→ **The problem**
In the records below, begin at the line that has "fn parse_var<T>(name: &str, value: &str)" and stop after the line that has "to derive filenames."; quote those lines verbatim and nothing more.

→ **Entries supplied**
*-*-*

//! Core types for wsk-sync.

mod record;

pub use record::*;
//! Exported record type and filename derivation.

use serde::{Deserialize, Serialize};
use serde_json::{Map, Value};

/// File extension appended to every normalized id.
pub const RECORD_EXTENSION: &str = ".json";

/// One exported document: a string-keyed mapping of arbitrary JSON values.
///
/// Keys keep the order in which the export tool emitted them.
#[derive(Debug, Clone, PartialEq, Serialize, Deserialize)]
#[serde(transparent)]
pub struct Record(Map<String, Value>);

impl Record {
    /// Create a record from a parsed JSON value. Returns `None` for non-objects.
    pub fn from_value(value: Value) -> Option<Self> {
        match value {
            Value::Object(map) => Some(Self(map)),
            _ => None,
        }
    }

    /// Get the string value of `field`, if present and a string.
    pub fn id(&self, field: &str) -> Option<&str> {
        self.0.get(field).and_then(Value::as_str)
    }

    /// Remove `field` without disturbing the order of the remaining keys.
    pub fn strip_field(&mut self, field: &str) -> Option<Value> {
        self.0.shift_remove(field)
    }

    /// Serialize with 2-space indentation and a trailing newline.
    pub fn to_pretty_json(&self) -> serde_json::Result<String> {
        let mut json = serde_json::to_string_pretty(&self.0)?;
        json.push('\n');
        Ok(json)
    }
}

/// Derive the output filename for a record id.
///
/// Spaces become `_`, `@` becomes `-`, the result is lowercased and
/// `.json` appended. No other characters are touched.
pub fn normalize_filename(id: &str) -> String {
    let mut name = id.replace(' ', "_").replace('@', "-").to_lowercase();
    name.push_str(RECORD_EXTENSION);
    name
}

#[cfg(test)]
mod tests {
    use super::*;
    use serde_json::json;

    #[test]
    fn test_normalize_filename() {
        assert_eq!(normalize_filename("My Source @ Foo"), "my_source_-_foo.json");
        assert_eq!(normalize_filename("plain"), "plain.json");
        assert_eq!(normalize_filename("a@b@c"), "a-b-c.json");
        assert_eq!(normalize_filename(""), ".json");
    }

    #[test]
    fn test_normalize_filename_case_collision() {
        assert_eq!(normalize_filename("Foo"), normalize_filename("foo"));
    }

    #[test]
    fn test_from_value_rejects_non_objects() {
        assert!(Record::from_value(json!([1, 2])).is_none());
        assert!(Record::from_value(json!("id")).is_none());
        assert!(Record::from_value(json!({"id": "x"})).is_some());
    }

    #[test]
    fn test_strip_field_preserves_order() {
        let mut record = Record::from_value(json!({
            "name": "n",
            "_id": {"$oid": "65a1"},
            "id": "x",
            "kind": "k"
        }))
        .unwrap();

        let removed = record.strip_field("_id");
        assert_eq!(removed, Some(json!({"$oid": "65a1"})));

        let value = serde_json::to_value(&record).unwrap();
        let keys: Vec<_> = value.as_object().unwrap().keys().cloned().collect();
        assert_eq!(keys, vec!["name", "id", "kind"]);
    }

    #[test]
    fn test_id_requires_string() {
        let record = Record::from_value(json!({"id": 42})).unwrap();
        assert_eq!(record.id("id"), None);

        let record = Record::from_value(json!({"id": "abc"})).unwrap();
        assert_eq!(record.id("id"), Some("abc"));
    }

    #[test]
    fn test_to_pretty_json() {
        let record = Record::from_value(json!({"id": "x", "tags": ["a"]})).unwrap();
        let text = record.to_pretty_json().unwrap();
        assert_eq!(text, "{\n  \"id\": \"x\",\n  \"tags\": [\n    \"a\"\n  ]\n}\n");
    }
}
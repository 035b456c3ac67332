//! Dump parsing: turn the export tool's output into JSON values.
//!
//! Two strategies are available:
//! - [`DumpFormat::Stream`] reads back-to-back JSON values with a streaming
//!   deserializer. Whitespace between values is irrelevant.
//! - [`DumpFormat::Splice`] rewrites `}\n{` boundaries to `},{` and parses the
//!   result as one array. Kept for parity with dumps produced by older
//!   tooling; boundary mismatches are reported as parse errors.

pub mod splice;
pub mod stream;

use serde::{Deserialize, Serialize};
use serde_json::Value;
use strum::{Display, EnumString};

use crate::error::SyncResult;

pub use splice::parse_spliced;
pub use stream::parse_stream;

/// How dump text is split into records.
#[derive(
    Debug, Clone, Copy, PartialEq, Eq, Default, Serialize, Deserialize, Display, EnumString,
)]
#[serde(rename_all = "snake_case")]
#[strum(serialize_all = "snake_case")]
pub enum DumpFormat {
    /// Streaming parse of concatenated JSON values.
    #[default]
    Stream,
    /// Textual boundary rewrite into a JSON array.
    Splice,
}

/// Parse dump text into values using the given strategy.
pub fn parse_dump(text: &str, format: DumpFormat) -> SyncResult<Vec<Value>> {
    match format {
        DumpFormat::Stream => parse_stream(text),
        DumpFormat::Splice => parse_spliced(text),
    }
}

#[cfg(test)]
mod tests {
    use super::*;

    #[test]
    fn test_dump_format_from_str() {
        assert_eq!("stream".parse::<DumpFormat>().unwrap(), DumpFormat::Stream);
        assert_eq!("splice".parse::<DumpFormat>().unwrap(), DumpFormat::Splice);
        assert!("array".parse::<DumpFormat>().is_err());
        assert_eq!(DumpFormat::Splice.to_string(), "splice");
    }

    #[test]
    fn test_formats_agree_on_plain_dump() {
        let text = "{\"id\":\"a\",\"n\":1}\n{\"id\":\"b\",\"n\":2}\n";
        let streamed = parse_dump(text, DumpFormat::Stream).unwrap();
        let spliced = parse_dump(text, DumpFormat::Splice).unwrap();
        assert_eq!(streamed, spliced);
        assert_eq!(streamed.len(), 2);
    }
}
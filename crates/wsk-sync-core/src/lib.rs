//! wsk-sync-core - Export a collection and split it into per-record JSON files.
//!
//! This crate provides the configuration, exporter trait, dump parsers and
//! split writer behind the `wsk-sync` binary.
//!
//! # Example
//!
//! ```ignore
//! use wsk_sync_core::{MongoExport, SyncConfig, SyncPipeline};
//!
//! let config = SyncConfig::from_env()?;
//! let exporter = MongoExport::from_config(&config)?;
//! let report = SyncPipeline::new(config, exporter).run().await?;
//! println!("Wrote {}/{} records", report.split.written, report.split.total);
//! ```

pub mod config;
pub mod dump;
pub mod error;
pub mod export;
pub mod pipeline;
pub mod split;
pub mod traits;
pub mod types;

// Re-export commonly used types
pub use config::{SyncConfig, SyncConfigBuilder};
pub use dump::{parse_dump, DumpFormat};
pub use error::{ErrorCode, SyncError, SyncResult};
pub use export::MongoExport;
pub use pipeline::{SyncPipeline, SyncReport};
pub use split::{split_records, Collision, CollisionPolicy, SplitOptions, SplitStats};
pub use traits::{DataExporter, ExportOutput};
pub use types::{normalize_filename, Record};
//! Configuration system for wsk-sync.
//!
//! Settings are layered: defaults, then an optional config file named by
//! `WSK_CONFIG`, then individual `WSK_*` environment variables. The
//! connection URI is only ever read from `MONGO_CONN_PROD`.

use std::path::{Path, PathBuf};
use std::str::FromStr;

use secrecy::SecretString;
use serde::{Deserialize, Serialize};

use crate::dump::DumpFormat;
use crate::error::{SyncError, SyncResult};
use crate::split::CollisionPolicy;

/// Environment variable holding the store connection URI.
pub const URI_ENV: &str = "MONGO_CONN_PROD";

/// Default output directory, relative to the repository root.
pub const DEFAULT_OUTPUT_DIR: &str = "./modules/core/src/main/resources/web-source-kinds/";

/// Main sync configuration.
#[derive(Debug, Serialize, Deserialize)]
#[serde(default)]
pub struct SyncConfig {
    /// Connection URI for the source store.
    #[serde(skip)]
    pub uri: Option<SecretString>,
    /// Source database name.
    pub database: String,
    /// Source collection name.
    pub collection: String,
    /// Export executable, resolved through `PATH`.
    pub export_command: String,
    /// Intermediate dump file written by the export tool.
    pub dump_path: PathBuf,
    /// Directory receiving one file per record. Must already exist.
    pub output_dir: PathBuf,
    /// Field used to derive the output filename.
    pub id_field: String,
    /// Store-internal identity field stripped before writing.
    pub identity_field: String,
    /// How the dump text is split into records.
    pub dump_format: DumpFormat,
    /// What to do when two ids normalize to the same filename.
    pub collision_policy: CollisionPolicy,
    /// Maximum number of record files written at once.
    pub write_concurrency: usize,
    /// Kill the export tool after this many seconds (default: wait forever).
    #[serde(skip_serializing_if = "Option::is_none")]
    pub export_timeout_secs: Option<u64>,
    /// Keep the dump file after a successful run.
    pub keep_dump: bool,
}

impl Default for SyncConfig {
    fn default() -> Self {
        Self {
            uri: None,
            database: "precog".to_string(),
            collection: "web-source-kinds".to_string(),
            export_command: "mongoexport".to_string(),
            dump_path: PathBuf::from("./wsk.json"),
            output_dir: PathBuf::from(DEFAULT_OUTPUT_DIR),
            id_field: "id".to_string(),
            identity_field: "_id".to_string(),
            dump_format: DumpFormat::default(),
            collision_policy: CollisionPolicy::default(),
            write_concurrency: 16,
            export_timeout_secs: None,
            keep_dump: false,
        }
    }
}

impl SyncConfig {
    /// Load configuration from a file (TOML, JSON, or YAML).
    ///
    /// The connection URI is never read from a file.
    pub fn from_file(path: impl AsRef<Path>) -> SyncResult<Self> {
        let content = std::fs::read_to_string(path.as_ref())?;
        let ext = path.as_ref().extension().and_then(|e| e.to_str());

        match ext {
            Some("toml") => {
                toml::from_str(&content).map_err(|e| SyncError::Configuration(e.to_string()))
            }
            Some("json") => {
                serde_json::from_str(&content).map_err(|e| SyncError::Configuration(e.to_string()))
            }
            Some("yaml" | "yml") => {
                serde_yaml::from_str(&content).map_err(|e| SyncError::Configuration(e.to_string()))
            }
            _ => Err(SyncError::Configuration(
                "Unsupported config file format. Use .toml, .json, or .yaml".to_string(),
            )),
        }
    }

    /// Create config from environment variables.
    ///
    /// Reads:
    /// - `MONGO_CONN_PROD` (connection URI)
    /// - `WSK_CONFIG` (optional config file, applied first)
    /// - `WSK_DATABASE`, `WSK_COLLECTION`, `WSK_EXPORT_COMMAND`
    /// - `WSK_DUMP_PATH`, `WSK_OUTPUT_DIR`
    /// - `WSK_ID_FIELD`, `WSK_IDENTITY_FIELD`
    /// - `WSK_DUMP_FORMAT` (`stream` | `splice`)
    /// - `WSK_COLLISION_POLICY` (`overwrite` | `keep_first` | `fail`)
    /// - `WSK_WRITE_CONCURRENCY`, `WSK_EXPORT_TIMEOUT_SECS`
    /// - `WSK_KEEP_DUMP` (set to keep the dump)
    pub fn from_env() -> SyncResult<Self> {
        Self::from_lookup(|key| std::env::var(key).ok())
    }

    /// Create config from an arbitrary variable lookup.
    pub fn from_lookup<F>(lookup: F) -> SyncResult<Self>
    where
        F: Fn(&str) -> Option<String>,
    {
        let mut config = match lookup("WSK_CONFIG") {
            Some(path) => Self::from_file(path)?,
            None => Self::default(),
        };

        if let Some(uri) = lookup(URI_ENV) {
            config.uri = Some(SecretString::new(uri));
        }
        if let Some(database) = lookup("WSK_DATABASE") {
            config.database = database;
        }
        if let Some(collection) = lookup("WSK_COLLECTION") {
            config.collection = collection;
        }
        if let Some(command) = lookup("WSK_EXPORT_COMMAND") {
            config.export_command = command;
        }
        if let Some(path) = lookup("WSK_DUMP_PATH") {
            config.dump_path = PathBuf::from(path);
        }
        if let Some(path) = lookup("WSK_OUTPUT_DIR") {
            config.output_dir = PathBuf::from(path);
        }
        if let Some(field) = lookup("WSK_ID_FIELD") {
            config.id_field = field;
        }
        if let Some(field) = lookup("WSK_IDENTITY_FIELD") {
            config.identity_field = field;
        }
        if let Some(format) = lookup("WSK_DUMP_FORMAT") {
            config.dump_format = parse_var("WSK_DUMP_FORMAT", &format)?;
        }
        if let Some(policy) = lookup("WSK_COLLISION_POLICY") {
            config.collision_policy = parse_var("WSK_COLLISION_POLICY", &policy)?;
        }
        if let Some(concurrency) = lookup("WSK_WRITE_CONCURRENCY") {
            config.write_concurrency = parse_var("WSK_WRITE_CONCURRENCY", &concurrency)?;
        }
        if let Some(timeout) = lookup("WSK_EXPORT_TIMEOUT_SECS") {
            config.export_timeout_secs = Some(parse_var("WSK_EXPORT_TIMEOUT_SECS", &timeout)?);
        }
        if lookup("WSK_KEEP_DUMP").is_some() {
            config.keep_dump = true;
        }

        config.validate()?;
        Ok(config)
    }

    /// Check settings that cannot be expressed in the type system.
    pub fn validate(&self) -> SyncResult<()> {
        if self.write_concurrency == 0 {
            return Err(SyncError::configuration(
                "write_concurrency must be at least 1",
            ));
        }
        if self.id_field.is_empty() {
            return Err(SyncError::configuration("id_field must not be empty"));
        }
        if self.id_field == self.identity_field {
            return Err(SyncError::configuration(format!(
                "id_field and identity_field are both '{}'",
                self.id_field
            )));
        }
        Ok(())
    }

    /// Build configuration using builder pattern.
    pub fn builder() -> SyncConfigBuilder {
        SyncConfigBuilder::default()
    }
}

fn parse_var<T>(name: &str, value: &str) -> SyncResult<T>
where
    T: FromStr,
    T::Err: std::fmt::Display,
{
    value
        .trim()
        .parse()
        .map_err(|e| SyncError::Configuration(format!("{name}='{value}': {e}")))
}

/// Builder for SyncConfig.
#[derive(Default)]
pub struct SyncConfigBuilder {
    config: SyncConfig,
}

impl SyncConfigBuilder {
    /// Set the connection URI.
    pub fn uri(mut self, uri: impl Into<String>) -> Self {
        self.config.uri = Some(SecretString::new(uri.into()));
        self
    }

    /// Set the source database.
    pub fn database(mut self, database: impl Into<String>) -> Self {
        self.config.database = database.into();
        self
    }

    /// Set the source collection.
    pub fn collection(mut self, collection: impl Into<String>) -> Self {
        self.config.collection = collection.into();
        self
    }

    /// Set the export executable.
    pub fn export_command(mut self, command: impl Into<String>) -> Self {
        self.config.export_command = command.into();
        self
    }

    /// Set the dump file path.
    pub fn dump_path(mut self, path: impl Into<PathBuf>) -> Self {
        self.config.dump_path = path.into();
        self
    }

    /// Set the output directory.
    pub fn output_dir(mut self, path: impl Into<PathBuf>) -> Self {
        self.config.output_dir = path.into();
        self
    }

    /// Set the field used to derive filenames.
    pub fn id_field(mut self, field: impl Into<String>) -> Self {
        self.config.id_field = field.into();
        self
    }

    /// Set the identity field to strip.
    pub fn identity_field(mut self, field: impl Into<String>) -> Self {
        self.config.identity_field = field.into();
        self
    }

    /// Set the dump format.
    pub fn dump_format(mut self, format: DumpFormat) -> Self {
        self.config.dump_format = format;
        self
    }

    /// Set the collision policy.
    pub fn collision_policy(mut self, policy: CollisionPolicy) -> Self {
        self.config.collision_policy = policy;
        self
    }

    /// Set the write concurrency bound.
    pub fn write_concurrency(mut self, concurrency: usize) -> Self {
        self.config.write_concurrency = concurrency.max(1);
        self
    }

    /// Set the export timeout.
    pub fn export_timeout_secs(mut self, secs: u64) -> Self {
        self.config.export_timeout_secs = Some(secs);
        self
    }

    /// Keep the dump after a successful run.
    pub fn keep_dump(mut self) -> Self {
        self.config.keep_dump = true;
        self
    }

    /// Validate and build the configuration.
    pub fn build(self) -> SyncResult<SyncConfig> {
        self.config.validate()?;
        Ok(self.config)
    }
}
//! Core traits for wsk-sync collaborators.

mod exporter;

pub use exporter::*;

*-*-*

→ **Problem solution**
fn parse_var<T>(name: &str, value: &str) -> SyncResult<T>
where
    T: FromStr,
    T::Err: std::fmt::Display,
{
    value
        .trim()
        .parse()
        .map_err(|e| SyncError::Configuration(format!("{name}='{value}': {e}")))
}

/// Builder for SyncConfig.
#[derive(Default)]
pub struct SyncConfigBuilder {
    config: SyncConfig,
}

impl SyncConfigBuilder {
    /// Set the connection URI.
    pub fn uri(mut self, uri: impl Into<String>) -> Self {
        self.config.uri = Some(SecretString::new(uri.into()));
        self
    }

    /// Set the source database.
    pub fn database(mut self, database: impl Into<String>) -> Self {
        self.config.database = database.into();
        self
    }

    /// Set the source collection.
    pub fn collection(mut self, collection: impl Into<String>) -> Self {
        self.config.collection = collection.into();
        self
    }

    /// Set the export executable.
    pub fn export_command(mut self, command: impl Into<String>) -> Self {
        self.config.export_command = command.into();
        self
    }

    /// Set the dump file path.
    pub fn dump_path(mut self, path: impl Into<PathBuf>) -> Self {
        self.config.dump_path = path.into();
        self
    }

    /// Set the output directory.
    pub fn output_dir(mut self, path: impl Into<PathBuf>) -> Self {
        self.config.output_dir = path.into();
        self
    }

    /// Set the field used to derive filenames.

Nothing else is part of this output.